An able surgeon, once, mentioned to me a man, who, from a singularity of taste, used to indulge his debauchery with the lowest street-walkers, and being accustomed to satisfy his desires with them, in a standing posture, against some wall or bulk, fell into a wasting, accompanied with the most cruel pains of his loins, and with an atrophy or shrivelling of his thighs and legs, combined with a palsy in those parts, which seemed to be a consequence of the attitude in which he used to indulge his dirty amours. After having kept his bed about a month, he died in a condition equally fit to inspire compassion and terror.
But does not this observation furnish also a fifth cause of the dangers particular to self-pollution?
When one loses one’s strength by two means at once, the weakness must be considerably augmented. A person who is standing upright, or sitting, has need for the supporting himself in those postures, and especially in the first, of putting into action a great number of the muscular parts; and this action dissipates the animal spirits. Weak persons, who cannot keep, for an instant, in a standing posture, without feeling a weakness, and the sick, that cannot sit up without the like uneasiness, very evidently prove this. But in lying down, or in the being extended at full length, there is not required the same strain on the vital strength. Thence it is clear enough, that the same act, performed in the one or in the other attitude, will produce a much greater weakening in the first than in the last case.
Sanctorius has not failed to point out the danger of this attitude: “Usus coïtus stando, lædit, nam musculos et eorum utilem perspirationem diminuit.”
Other observations, well examined, afford a sixth cause, which may, at the first superficial view, appear of the slightest, but which no intelligent naturalist will readily pronounce null.
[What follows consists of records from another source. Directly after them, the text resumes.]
use std::sync::Arc;
use std::time::Duration;
use thiserror::Error;
use tokio::sync::watch;
use tokio::time::{interval_at, Instant, Interval, MissedTickBehavior};
use tracing::{debug, info, warn};

use super::engine::SyncEngine;
use super::scope::SyncScope;
use crate::metrics;

/// Fixed period between two checks of the sync engine.
pub const DEFAULT_POLL_INTERVAL: Duration = Duration::from_millis(100);

/// Why a poll call gave up.
#[derive(Error, Debug, Clone, Copy, PartialEq, Eq)]
pub enum SyncError {
    /// Sync never began before the scope ended.
    #[error("node synchronization timeout before starting")]
    StartTimeout,

    /// Sync began but did not catch up before the scope ended.
    #[error("node synchronization timeout before completion")]
    CompletionTimeout,
}

impl SyncError {
    fn outcome(&self) -> &'static str {
        match self {
            SyncError::StartTimeout => "start_timeout",
            SyncError::CompletionTimeout => "completion_timeout",
        }
    }
}

/// Progress of the current (or last) poll call.
#[derive(Debug, Clone, Copy, PartialEq, Eq, Default)]
pub enum MonitorState {
    /// Waiting for the engine to report that it is synchronizing
    #[default]
    NotStarted,
    /// Engine is synchronizing, waiting for `current >= highest`
    Synchronizing,
    /// Caught up with the network head
    Completed,
    /// Scope ended first
    Aborted(SyncError),
}

impl MonitorState {
    pub fn is_terminal(&self) -> bool {
        matches!(self, MonitorState::Completed | MonitorState::Aborted(_))
    }
}

/// Two-phase poller reporting when chain sync has started and finished.
///
/// The monitor only reads from its engine. Every `poll` runs the phases
/// sequentially from scratch, so calls with fresh scopes never see state
/// left over from an earlier call.
///
/// Polling concurrently on one monitor is allowed, but all calls publish into
/// the same state channel; `state` and `subscribe` only describe a single call
/// when one `poll` runs at a time. Use a monitor per caller otherwise.
pub struct SyncMonitor {
    engine: Arc<dyn SyncEngine>,
    interval: Duration,
    state: watch::Sender<MonitorState>,
}

impl SyncMonitor {
    pub fn new(engine: Arc<dyn SyncEngine>) -> Self {
        Self::with_interval(engine, DEFAULT_POLL_INTERVAL)
    }

    /// Polls at `interval` instead of the default. A zero period is raised to 1ms.
    pub fn with_interval(engine: Arc<dyn SyncEngine>, interval: Duration) -> Self {
        let (state, _) = watch::channel(MonitorState::NotStarted);
        Self {
            engine,
            interval: interval.max(Duration::from_millis(1)),
            state,
        }
    }

    pub fn interval(&self) -> Duration {
        self.interval
    }

    /// State of the most recent poll call.
    pub fn state(&self) -> MonitorState {
        *self.state.borrow()
    }

    /// Watch state transitions of subsequent poll calls.
    pub fn subscribe(&self) -> watch::Receiver<MonitorState> {
        self.state.subscribe()
    }

    /// Waits for sync to start and then to complete, within `scope`.
    ///
    /// Each check happens one full interval after the previous one (or after
    /// entering the phase); an engine that is already synced is therefore
    /// reported with one interval of latency per phase. The scope is looked at
    /// before the engine on every tick, so an expired scope wins over a
    /// simultaneously satisfied condition.
    pub async fn poll(&self, scope: &SyncScope) -> Result<(), SyncError> {
        let started = Instant::now();
        self.transition(MonitorState::NotStarted);

        let result = match self.wait_for_start(scope).await {
            Ok(()) => {
                self.transition(MonitorState::Synchronizing);
                self.wait_for_completion(scope).await
            }
            Err(e) => Err(e),
        };

        let elapsed = started.elapsed();
        match result {
            Ok(()) => {
                self.transition(MonitorState::Completed);
                metrics::record_sync_outcome("completed", elapsed.as_secs_f64());
                info!(elapsed_ms = elapsed.as_millis() as u64, "Node synchronization completed");
            }
            Err(e) => {
                self.transition(MonitorState::Aborted(e));
                metrics::record_sync_outcome(e.outcome(), elapsed.as_secs_f64());
                warn!(elapsed_ms = elapsed.as_millis() as u64, "Sync poll aborted: {}", e);
            }
        }
        result
    }

    async fn wait_for_start(&self, scope: &SyncScope) -> Result<(), SyncError> {
        let mut ticker = self.ticker();
        loop {
            ticker.tick().await;
            if scope.is_done() {
                return Err(SyncError::StartTimeout);
            }
            metrics::record_sync_check("start");
            if self.engine.synchronizing() {
                return Ok(());
            }
        }
    }

    async fn wait_for_completion(&self, scope: &SyncScope) -> Result<(), SyncError> {
        let mut ticker = self.ticker();
        loop {
            ticker.tick().await;
            if scope.is_done() {
                return Err(SyncError::CompletionTimeout);
            }
            metrics::record_sync_check("completion");
            let progress = self.engine.progress();
            debug!(
                current = progress.current,
                highest = progress.highest,
                remaining = progress.remaining(),
                "Sync progress"
            );
            if progress.is_complete() {
                return Ok(());
            }
        }
    }

    // First tick fires one full period after the phase begins.
    fn ticker(&self) -> Interval {
        let mut ticker = interval_at(Instant::now() + self.interval, self.interval);
        ticker.set_missed_tick_behavior(MissedTickBehavior::Delay);
        ticker
    }

    fn transition(&self, next: MonitorState) {
        let prev = self.state.send_replace(next);
        if prev != next {
            debug!(from = ?prev, to = ?next, "Sync monitor state changed");
        }
    }
}

#[cfg(test)]
mod tests {
    use super::*;
    use crate::sync::SyncProgress;
    use std::sync::atomic::{AtomicBool, AtomicU64, Ordering};

    /// Engine whose `synchronizing` flag flips after a delay and whose
    /// progress advances by `step` on every read.
    ///
    /// The step is applied before a read is returned, so with step 25 the reads
    /// are 25, 50, 75, 100: four checks in phase two, 3 + 4 intervals overall.
    /// Reporting `{0,100}` first would need a fifth check and finish at 800ms.
    struct ScriptedEngine {
        created: Instant,
        starts_after: Option<Duration>,
        current: AtomicU64,
        step: u64,
        highest: u64,
        progress_reads: AtomicU64,
    }

    impl ScriptedEngine {
        fn new(starts_after: Option<Duration>, step: u64, highest: u64) -> Self {
            Self {
                created: Instant::now(),
                starts_after,
                current: AtomicU64::new(0),
                step,
                highest,
                progress_reads: AtomicU64::new(0),
            }
        }
    }

    impl SyncEngine for ScriptedEngine {
        fn synchronizing(&self) -> bool {
            self.starts_after
                .map(|after| self.created.elapsed() >= after)
                .unwrap_or(false)
        }

        fn progress(&self) -> SyncProgress {
            self.progress_reads.fetch_add(1, Ordering::SeqCst);
            let current = self.current.fetch_add(self.step, Ordering::SeqCst) + self.step;
            SyncProgress::new(current.min(self.highest), self.highest)
        }
    }

    struct FixedEngine {
        synchronizing: AtomicBool,
        progress: SyncProgress,
    }

    impl SyncEngine for FixedEngine {
        fn synchronizing(&self) -> bool {
            self.synchronizing.load(Ordering::SeqCst)
        }

        fn progress(&self) -> SyncProgress {
            self.progress
        }
    }

    fn fixed(synchronizing: bool, current: u64, highest: u64) -> Arc<FixedEngine> {
        Arc::new(FixedEngine {
            synchronizing: AtomicBool::new(synchronizing),
            progress: SyncProgress::new(current, highest),
        })
    }

    #[tokio::test(start_paused = true)]
    async fn test_start_then_progress_to_completion() {
        let engine = Arc::new(ScriptedEngine::new(Some(Duration::from_millis(250)), 25, 100));
        let monitor = SyncMonitor::new(engine.clone());
        let scope = SyncScope::with_timeout(Duration::from_secs(1));

        let started = Instant::now();
        assert_eq!(monitor.poll(&scope).await, Ok(()));

        // 3 ticks to see the start, 4 more to see {100,100}
        let elapsed = started.elapsed();
        assert!(elapsed >= Duration::from_millis(700));
        assert!(elapsed < Duration::from_millis(720));
        assert_eq!(engine.progress_reads.load(Ordering::SeqCst), 4);
        assert_eq!(monitor.state(), MonitorState::Completed);
    }

    #[tokio::test(start_paused = true)]
    async fn test_short_deadline_reports_start_timeout() {
        let monitor = SyncMonitor::new(fixed(false, 0, 0));
        let scope = SyncScope::with_timeout(Duration::from_millis(50));

        let started = Instant::now();
        assert_eq!(monitor.poll(&scope).await, Err(SyncError::StartTimeout));

        let elapsed = started.elapsed();
        assert!(elapsed >= Duration::from_millis(50));
        assert!(elapsed <= Duration::from_millis(150));
        assert_eq!(monitor.state(), MonitorState::Aborted(SyncError::StartTimeout));
    }

    #[tokio::test(start_paused = true)]
    async fn test_cancel_before_start_ends_within_one_interval() {
        let monitor = SyncMonitor::new(fixed(false, 0, 0));
        let (scope, cancel) = SyncScope::unbounded().cancellable();

        let started = Instant::now();
        tokio::spawn(async move {
            tokio::time::sleep(Duration::from_millis(250)).await;
            cancel.cancel();
        });

        assert_eq!(monitor.poll(&scope).await, Err(SyncError::StartTimeout));
        let elapsed = started.elapsed();
        assert!(elapsed >= Duration::from_millis(250));
        assert!(elapsed <= Duration::from_millis(350));
    }

    #[tokio::test(start_paused = true)]
    async fn test_stalled_sync_reports_completion_timeout() {
        let monitor = SyncMonitor::new(fixed(true, 10, 100));
        let scope = SyncScope::with_timeout(Duration::from_millis(500));

        assert_eq!(monitor.poll(&scope).await, Err(SyncError::CompletionTimeout));
        assert_eq!(
            monitor.state(),
            MonitorState::Aborted(SyncError::CompletionTimeout)
        );
    }

    #[tokio::test(start_paused = true)]
    async fn test_already_synced_still_waits_an_interval_per_phase() {
        let monitor = SyncMonitor::new(fixed(true, 100, 100));
        let scope = SyncScope::with_timeout(Duration::from_secs(1));

        let started = Instant::now();
        assert_eq!(monitor.poll(&scope).await, Ok(()));
        let elapsed = started.elapsed();
        assert!(elapsed >= 2 * DEFAULT_POLL_INTERVAL);
        assert!(elapsed < 2 * DEFAULT_POLL_INTERVAL + Duration::from_millis(10));
    }

    #[tokio::test(start_paused = true)]
    async fn test_scope_expiry_wins_tie_with_start() {
        // Sync starts at 250ms and the deadline lands exactly on the 300ms tick
        let engine = Arc::new(ScriptedEngine::new(Some(Duration::from_millis(250)), 100, 100));
        let monitor = SyncMonitor::new(engine);
        let scope = SyncScope::with_timeout(Duration::from_millis(300));

        assert_eq!(monitor.poll(&scope).await, Err(SyncError::StartTimeout));
    }

    #[tokio::test(start_paused = true)]
    async fn test_scope_expiry_wins_tie_with_completion() {
        // Start seen at 100ms, deadline lands on the first completion tick at 200ms
        let monitor = SyncMonitor::new(fixed(true, 5, 5));
        let scope = SyncScope::with_timeout(Duration::from_millis(200));

        assert_eq!(monitor.poll(&scope).await, Err(SyncError::CompletionTimeout));
        assert_eq!(
            monitor.state(),
            MonitorState::Aborted(SyncError::CompletionTimeout)
        );
    }

    #[tokio::test(start_paused = true)]
    async fn test_already_cancelled_scope_still_waits_one_interval() {
        let monitor = SyncMonitor::new(fixed(true, 100, 100));
        let (scope, cancel) = SyncScope::unbounded().cancellable();
        cancel.cancel();

        let started = Instant::now();
        assert_eq!(monitor.poll(&scope).await, Err(SyncError::StartTimeout));
        let elapsed = started.elapsed();
        assert!(elapsed >= DEFAULT_POLL_INTERVAL);
        assert!(elapsed < DEFAULT_POLL_INTERVAL + Duration::from_millis(10));
    }

    #[tokio::test(start_paused = true)]
    async fn test_repeated_polls_are_independent() {
        let engine = fixed(false, 0, 100);
        let monitor = SyncMonitor::new(engine.clone());

        let first = SyncScope::with_timeout(Duration::from_millis(200));
        assert_eq!(monitor.poll(&first).await, Err(SyncError::StartTimeout));

        engine.synchronizing.store(true, Ordering::SeqCst);
        let second = SyncScope::with_timeout(Duration::from_millis(400));
        assert_eq!(monitor.poll(&second).await, Err(SyncError::CompletionTimeout));

        let synced = fixed(true, 100, 100);
        let monitor = SyncMonitor::new(synced);
        let third = SyncScope::with_timeout(Duration::from_secs(1));
        assert_eq!(monitor.poll(&third).await, Ok(()));
    }

    #[tokio::test(start_paused = true)]
    async fn test_subscribers_see_transitions() {
        let monitor = SyncMonitor::new(fixed(true, 5, 10));
        let mut rx = monitor.subscribe();
        let scope = SyncScope::with_timeout(Duration::from_millis(300));

        assert_eq!(monitor.poll(&scope).await, Err(SyncError::CompletionTimeout));
        assert!(rx.has_changed().unwrap());
        let state = *rx.borrow_and_update();
        assert!(state.is_terminal());
        assert_eq!(state, MonitorState::Aborted(SyncError::CompletionTimeout));
    }

    #[test]
    fn test_zero_interval_is_clamped() {
        let monitor = SyncMonitor::with_interval(fixed(false, 0, 0), Duration::ZERO);
        assert_eq!(monitor.interval(), Duration::from_millis(1));
    }
}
All living bodies perspire. Every instant there exhales through, perhaps, one half of the pores of our skin, a humor of extreme tenuity, and which is a great deal more considerable than all our other evacuations: at the same time, another kind of pores admit a part of the fluids which surround us, and convey them into the vessels. These are the invisible torrents (to use M. Senac’s happy expression) that have their egress and regress into our body[91]. It stands demonstrated, that, in some cases, this insorption is enormous. The strong and healthy perspire the most: the weak, who have hardly any atmosphere of their own, inhale more. Now the miasms, or perspired matter of healthy persons, contains something nutritious and corroborative, which inhaled by another, contributes to give him vigor. These are observations, which explain why the young virgin, selected to cherish David, by lying in his bosom, gave him strength; why the same experiment has succeeded with other old men, to whom it had been prescribed; why that process weakens the young person, who loses, without receiving anything; or rather receives, in return, faint, sickly, corrupt, putrid exhalations, which cannot but be noxious.
Now, in the time of coition, people perspire more than at any other, the force of the circulation being augmented. This perspiration is also, probably, more active, more spirituous, than at any other time: it is a real loss that is, on that occasion, sustained, and which takes place, in whatever manner the emission of the seed is made, as it depends on the agitation that accompanies it. In coition it is reciprocal, and then, the one inhales what the other perspires. This exchange stands unquestionably proved by sure observations. I saw myself, not long ago, one, who having no gonorrhœa, no cutaneous symptom of the lues, had given the venereal distemper to a woman, who, at that instant was giving him the itch in exchange. In coition, then, there is a sort of mutual compensation of loss on both sides. But in the case of self-pollution, the person guilty of it loses, and in lieu of his loss, receives nothing.
An observation of the effect of the passions discovers a seventh cause of evil, in the difference between those who indulge themselves with women, and the self-pollutors; a difference which is intirely to the disadvantage of these last.
That joy which is allied to the soul, and which it is so very right essentially to distinguish from that merely corporal pleasure, in which the man shares but with the brute, and from which it is totally different; that joy, I say, aids the digestions, animates circulation, favors all the functions, restores the vital forces, cherishes, and supports them. Where it is found combined or united with the pleasures of love, it contributes to repair that strength which those pleasures may have diminished or exhausted. This stands proved by observation. Sanctorius has remarked it.
“A man (says he) after an excessive coition with a woman he loves, and has passionately desired, does not feel that fatigue of weakness which one would naturally suppose would be the consequence of such an excess; because the joy of the soul augments the power of the heart, favors the functions, and repairs the losses.”